In practical scenarios, Test planning is the first step of the testing process. In this phase, we identify the activities and resources which would help to meet the testing objectives. During planning we also try to identify the metrics, the method of gathering and tracking those metrics.

On what basis the planning is done? Only requirements?

The answer is NO. Requirements do form one of the bases but there are 2 other very important factors which influence test planning. These are:

– Test strategy of the organization.
– Risk analysis / Risk Management and mitigation.

3. Analysis Phase:

This STLC phase defines “WHAT” to be tested. We basically identify the test conditions through the requirements document, product risks, and other test bases. The test condition should be traceable back to the requirement.

There are various factors which affect the identification of test conditions:

– Levels and depth of testing
– The complexity of the product
– Product and project risks
– Software development life cycle involved.
– Test management
– Skills and knowledge of the team.
– Availability of the stakeholders.

We should try to write down the test conditions in a detailed way. For example, for an e-commerce web application, you can have a test condition as “User should be able to make a payment”. Or you can detail it out by saying “User should be able to make payment through NEFT, debit card, and credit card”.

The most important advantage of writing the detailed test condition is that it increases the test coverage since the test cases will be written on the basis of the test condition, these details will trigger to write more detailed test cases which will eventually increase the coverage.

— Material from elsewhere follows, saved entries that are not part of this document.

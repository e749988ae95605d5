//! Configuration management for the Gauntlet.

use anyhow::{Context, Result};
use serde::Deserialize;
use std::path::Path;

use gauntlet_common::constants::{
    DEFAULT_CHALLENGE_COUNT, DEFAULT_SHAKE_MS, DEFAULT_SUCCESS_OVERLAY_MS, DEFAULT_TICK_INTERVAL_MS,
};
use gauntlet_common::{ChallengeKind, GauntletError};

/// Application configuration
#[derive(Debug, Clone, Deserialize)]
pub struct AppConfig {
    /// Play feedback tones
    #[serde(default = "default_sound_enabled")]
    pub sound_enabled: bool,

    /// Challenges per session (1-4)
    #[serde(default = "default_challenge_count")]
    pub challenge_count: usize,

    /// Fixed RNG seed for reproducible sessions
    #[serde(default)]
    pub seed: Option<u64>,

    /// Timer and effect durations
    #[serde(default)]
    pub timing: TimingConfig,
}

/// Timer and transient-effect durations
#[derive(Debug, Clone, Deserialize)]
pub struct TimingConfig {
    /// Clock refresh interval while playing
    #[serde(default = "default_tick_interval")]
    pub tick_interval_ms: u64,

    /// Success overlay duration
    #[serde(default = "default_success_overlay")]
    pub success_overlay_ms: u64,

    /// Error shake duration
    #[serde(default = "default_shake")]
    pub shake_ms: u64,
}

impl Default for TimingConfig {
    fn default() -> Self {
        Self {
            tick_interval_ms: default_tick_interval(),
            success_overlay_ms: default_success_overlay(),
            shake_ms: default_shake(),
        }
    }
}

// Default value functions
fn default_sound_enabled() -> bool { true }
fn default_challenge_count() -> usize { DEFAULT_CHALLENGE_COUNT }
fn default_tick_interval() -> u64 { DEFAULT_TICK_INTERVAL_MS }
fn default_success_overlay() -> u64 { DEFAULT_SUCCESS_OVERLAY_MS }
fn default_shake() -> u64 { DEFAULT_SHAKE_MS }

impl AppConfig {
    /// Load configuration from file, with CLI overrides
    pub fn load(config_path: &str, args: &super::Args) -> Result<Self> {
        let mut config = Self::from_file(config_path)?;

        // Apply CLI overrides
        if args.mute {
            config.sound_enabled = false;
        }
        if let Some(count) = args.challenges {
            config.challenge_count = count;
        }
        if let Some(seed) = args.seed {
            config.seed = Some(seed);
        }

        config.validate()?;
        Ok(config)
    }

    fn from_file(config_path: &str) -> Result<Self> {
        if !Path::new(config_path).exists() {
            // Use defaults if config file doesn't exist
            tracing::warn!(path = %config_path, "Config file not found, using defaults");
            return Ok(Self::default());
        }

        let settings = config::Config::builder()
            .add_source(config::File::with_name(config_path))
            .build()
            .context("Failed to load config file")?;

        settings
            .try_deserialize()
            .context("Failed to parse config")
    }

    /// Reject settings the game cannot run with
    pub fn validate(&self) -> Result<(), GauntletError> {
        let available = ChallengeKind::ALL.len();
        if self.challenge_count == 0 || self.challenge_count > available {
            return Err(GauntletError::ChallengeCount {
                requested: self.challenge_count,
                available,
            });
        }
        if self.timing.tick_interval_ms == 0 {
            return Err(GauntletError::Config(
                "timing.tick_interval_ms must be positive".to_string(),
            ));
        }
        Ok(())
    }
}

impl Default for AppConfig {
    fn default() -> Self {
        Self {
            sound_enabled: default_sound_enabled(),
            challenge_count: default_challenge_count(),
            seed: None,
            timing: TimingConfig::default(),
        }
    }
}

Also, identify the exit criteria of the testing, i.e determine some conditions when you will stop the testing.

4. Design Phase:

This phase defines “HOW” to test. This phase involves the following tasks:

– Detail the test condition. Break down the test conditions into multiple sub-conditions to increase coverage.
– Identify and get the test data
– Identify and set up the test environment.
– Create the requirement traceability metrics
– Create test coverage metrics.

5. Implementation Phase:

The major task in this STLC phase is of creation of the detailed test cases. Prioritize the test cases also identify which test case will become part of the regression suite. Before finalizing the test case, It is important to carry out the review to ensure the correctness of the test cases. Also, don’t forget to take the sign off of the test cases before actual execution starts.

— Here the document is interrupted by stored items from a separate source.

#[cfg(test)]
mod tests {
    use super::*;
    use crate::config::AppConfig;
    use crate::feedback::{Tone, ToneSink};
    use std::sync::Arc;

    struct Silent;

    impl ToneSink for Silent {
        fn play(&self, _tone: &Tone) -> std::io::Result<()> {
            Ok(())
        }
    }

    fn app() -> App {
        let config = AppConfig {
            seed: Some(5),
            ..AppConfig::default()
        };
        let state = AppState::with_sink(config, Arc::new(Silent)).unwrap();
        let (tx, _rx) = mpsc::unbounded_channel();
        App::new(state, tx)
    }

    fn press(code: KeyCode) -> KeyEvent {
        KeyEvent::new(code, KeyModifiers::NONE)
    }

    #[tokio::test]
    async fn test_enter_starts_session() {
        let mut app = app();
        assert_eq!(app.on_key(press(KeyCode::Enter)).unwrap(), Flow::Continue);
        assert_eq!(app.game.screen(), Screen::Playing);
        assert!(app.ticker.is_some());
        assert!(matches!(app.widget, Some((0, _))));
    }

    #[tokio::test]
    async fn test_quit_keys() {
        let mut app = app();
        assert_eq!(app.on_key(press(KeyCode::Char('q'))).unwrap(), Flow::Quit);
        assert_eq!(app.on_key(press(KeyCode::Esc)).unwrap(), Flow::Quit);
        let ctrl_c = KeyEvent::new(KeyCode::Char('c'), KeyModifiers::CONTROL);
        assert_eq!(app.on_key(ctrl_c).unwrap(), Flow::Quit);
    }

    #[tokio::test]
    async fn test_sound_toggle() {
        let mut app = app();
        assert!(app.state.feedback.sound_enabled());
        app.on_key(press(KeyCode::Char('m'))).unwrap();
        assert!(!app.state.feedback.sound_enabled());
    }

    #[tokio::test(start_paused = true)]
    async fn test_full_run_reaches_results() {
        let mut app = app();
        app.on_key(press(KeyCode::Enter)).unwrap();

        for _ in 0..3 {
            app.dispatch(Event::Solved { now: now_ms() }).unwrap();
            assert!(app.overlay_active());
            // Keys are ignored under the overlay
            app.on_key(press(KeyCode::Enter)).unwrap();
            tokio::time::advance(app.state.success_overlay()).await;
            app.on_deadline();
        }

        assert_eq!(app.game.screen(), Screen::Results);
        assert!(app.stats.is_some());
        assert!(app.ticker.is_none());
        assert!(!app.victory_pending);

        app.on_key(press(KeyCode::Enter)).unwrap();
        assert_eq!(app.game.screen(), Screen::Start);
        assert!(app.stats.is_none());
    }

    fn answer_for(spec: &gauntlet_common::ChallengeSpec) -> Attempt {
        use gauntlet_common::CorrectAnswer;
        match &spec.answer {
            CorrectAnswer::Text { text } => Attempt::Text(text.to_lowercase()),
            CorrectAnswer::Tiles { ids } => Attempt::Tiles(ids.clone()),
            CorrectAnswer::Sequence { sequence } => Attempt::Sequence(sequence.clone()),
            CorrectAnswer::Target { target, .. } => Attempt::Slider(*target),
        }
    }

    #[tokio::test(start_paused = true)]
    async fn test_wrong_submission_is_judged_by_game() {
        let mut app = app();
        app.on_key(press(KeyCode::Enter)).unwrap();

        // Empty text answers no challenge kind
        app.submit(&Attempt::Text(String::new())).unwrap();

        let Game::Playing(session) = &app.game else {
            panic!("left the playing screen");
        };
        assert_eq!(session.current_index(), 0);
        assert_eq!(session.current().error_count, 1);
        assert!(app.shake_until.is_some());
        assert!(!app.overlay_active());
    }

    #[tokio::test(start_paused = true)]
    async fn test_correct_submission_advances() {
        let mut app = app();
        app.on_key(press(KeyCode::Enter)).unwrap();

        let attempt = match &app.game {
            Game::Playing(session) => answer_for(&session.current().spec),
            _ => panic!("not playing"),
        };
        app.submit(&attempt).unwrap();

        assert!(app.overlay_active());
        assert!(app.shake_until.is_none());
        assert!(matches!(app.widget, Some((1, _))));
    }

    #[derive(Default)]
    struct Recording {
        played: std::sync::Mutex<Vec<f32>>,
    }

    impl ToneSink for Recording {
        fn play(&self, tone: &Tone) -> std::io::Result<()> {
            self.played.lock().unwrap().push(tone.frequency_hz);
            Ok(())
        }
    }

    #[tokio::test(start_paused = true)]
    async fn test_every_submission_clicks() {
        let sink = Arc::new(Recording::default());
        let config = AppConfig {
            seed: Some(5),
            ..AppConfig::default()
        };
        let state = AppState::with_sink(config, sink.clone()).unwrap();
        let (tx, _rx) = mpsc::unbounded_channel();
        let mut app = App::new(state, tx);

        app.on_key(press(KeyCode::Enter)).unwrap();
        tokio::time::sleep(std::time::Duration::from_millis(10)).await;
        sink.played.lock().unwrap().clear();

        app.submit(&Attempt::Text(String::new())).unwrap();
        tokio::time::sleep(std::time::Duration::from_millis(10)).await;

        let click = FeedbackCue::Click.tones()[0].frequency_hz;
        let error = FeedbackCue::Error.tones()[0].frequency_hz;
        let played = sink.played.lock().unwrap();
        assert_eq!(played.len(), 2);
        assert!(played.contains(&click));
        assert!(played.contains(&error));
    }

    #[tokio::test]
    async fn test_submit_outside_play_is_rejected() {
        let mut app = app();
        assert!(app.submit(&Attempt::Slider(75)).is_err());
        assert_eq!(app.game.screen(), Screen::Start);
    }

    #[tokio::test(start_paused = true)]
    async fn test_failure_shakes_then_settles() {
        let mut app = app();
        app.on_key(press(KeyCode::Enter)).unwrap();
        app.dispatch(Event::Failed).unwrap();
        assert!(app.shake_until.is_some());
        assert_eq!(app.next_deadline(), app.shake_until);

        tokio::time::advance(app.state.shake()).await;
        app.on_deadline();
        assert!(app.shake_until.is_none());
        let Game::Playing(session) = &app.game else {
            panic!("left the playing screen");
        };
        assert_eq!(session.current().error_count, 1);
    }
}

If your project involves automation, identify the candidate test cases for automation and proceed for scripting the test cases. Don’t forget to review them!

6. Execution Phase:

As the name suggests, this is the Software Testing Life Cycle phase where the actual execution takes place. But before you start your execution, make sure that your entry criterion is met. Execute the test cases, log defects in case of any discrepancy. Simultaneously fill your traceability metrics to track your progress.

7. Conclusion Phase:

This STLC phase concentrates on the exit criteria and reporting. Depending on your project and stakeholders choice, you can decide on reporting whether you want to send out a daily report of the weekly report, etc.

There are different types of reports ( DSR – Daily status report, WSR – Weekly status reports) which you can send, but the important point is, the content of the report changes and depends upon whom you are sending your reports.

If Project managers belong to testing background then they are more interested in the technical aspect of the project, so include the technical things in your report ( number of test cases passed, failed, defects raised, severity 1 defects, etc.).

But if you are reporting to upper stakeholders, they might not be interested in the technical things so report them about the risks that have been mitigated through the testing.

8. Closure Phase:

Tasks for the closure activities include the following:

– Check for the completion of the test. Whether all the test cases are executed or mitigated deliberately. Check there is no severity 1 defects opened.